When Emily Neves left her position at a Tony Award-winning theater to finish her degree, she had no idea if she would be allowed to return as a company member.
Neves wanted to return to Texas State to finish her degree in the BFA Pre-Professional Apprenticeship Program after leaving eight years before. Neves, now an alumna, has no regrets about the decision as returning to school gave her a chance to fall in love with acting all over again.
“I saw that the program had improved exponentially,” Neves said. “It was already really great, and it was 10 times better when I went back.”
Many of the faculty members who taught Neves when she returned, including John Fleming and Jeremy Torres, were happy to have her in class.
Torres taught Neves in his Directing II class and instructed her in the play, “Marfa Lights,” in which she played Diane.
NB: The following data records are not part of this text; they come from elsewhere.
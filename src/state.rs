use std::sync::Arc;

use sea_orm::DatabaseConnection;

use crate::repo::{
    OrderRepository, ProductRepository, VendorRepository,
    postgres::{PgOrderRepository, PgProductRepository, PgVendorRepository},
};

#[derive(Clone)]
pub struct AppState {
    /// Kept for the audit middleware; everything else goes through the
    /// repositories.
    pub orm: DatabaseConnection,
    pub vendors: Arc<dyn VendorRepository>,
    pub orders: Arc<dyn OrderRepository>,
    pub products: Arc<dyn ProductRepository>,
}

impl AppState {
    pub fn new(orm: DatabaseConnection) -> Self {
        Self {
            vendors: Arc::new(PgVendorRepository::new(orm.clone())),
            orders: Arc::new(PgOrderRepository::new(orm.clone())),
            products: Arc::new(PgProductRepository::new(orm.clone())),
            orm,
        }
    }
}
“She’s an extraordinary student,” Torres said. “She’s truly one of the most gifted artists I’ve ever worked with. She’s passionate about what she does, and she really speaks from and works from her heart.”
Fleming taught Neves for two semesters of Theatre History, and she acted in his play, “Transposing Shakespeare.”
“Students and faculty really liked her,” Fleming said. “She’s a friendly, outgoing person. She’s very talented and very grounded.”
Neves originally left Texas State to work at The Alley Theatre and came back to finish her degree after working there for eight years. She said her time there before returning to school was not a break from her education. She grew as an actress and practiced her craft in the 19 plays she was a part of there.
Today, Neves is back at The Alley Theatre performing in shows such as “Clybourne Park,” a spin-off of “A Raisin in the Sun” that addresses racial prejudices.
“I think ‘Clybourne Park’ is probably my favorite play I’ve ever done,” Neves said. “In this play, when I go out there, I feel like I’m making a difference in the world. I feel like I’m exposing the world to a subject that they need to think about, talk about and deal with, and I can’t tell you how meaningful that is to me.”
Neves’ career is not based solely on her work at The Alley Theatre. She’s done stop-motion films, voiceovers for anime movies and has worked for companies like Sentei and FUNimation.
“Anime really stretches the range of characters I play because I’m not hindered by my physical appearance,” Neves said. “I just have to focus on how my voice sounds. So, in anime I play everything from a two-year-old girl to an older woman.”
When it comes to Neves’ talent, Torres has an idea of what makes her stand out from many of her peers.
“All your life you meet people who were born to work in their profession,” Torres said. “Honestly, Emily was born to be an actress. It’s what she breathes for.”
Neves considers her career successful. She said her success is shown by the fact she can come to work every day and love what she does.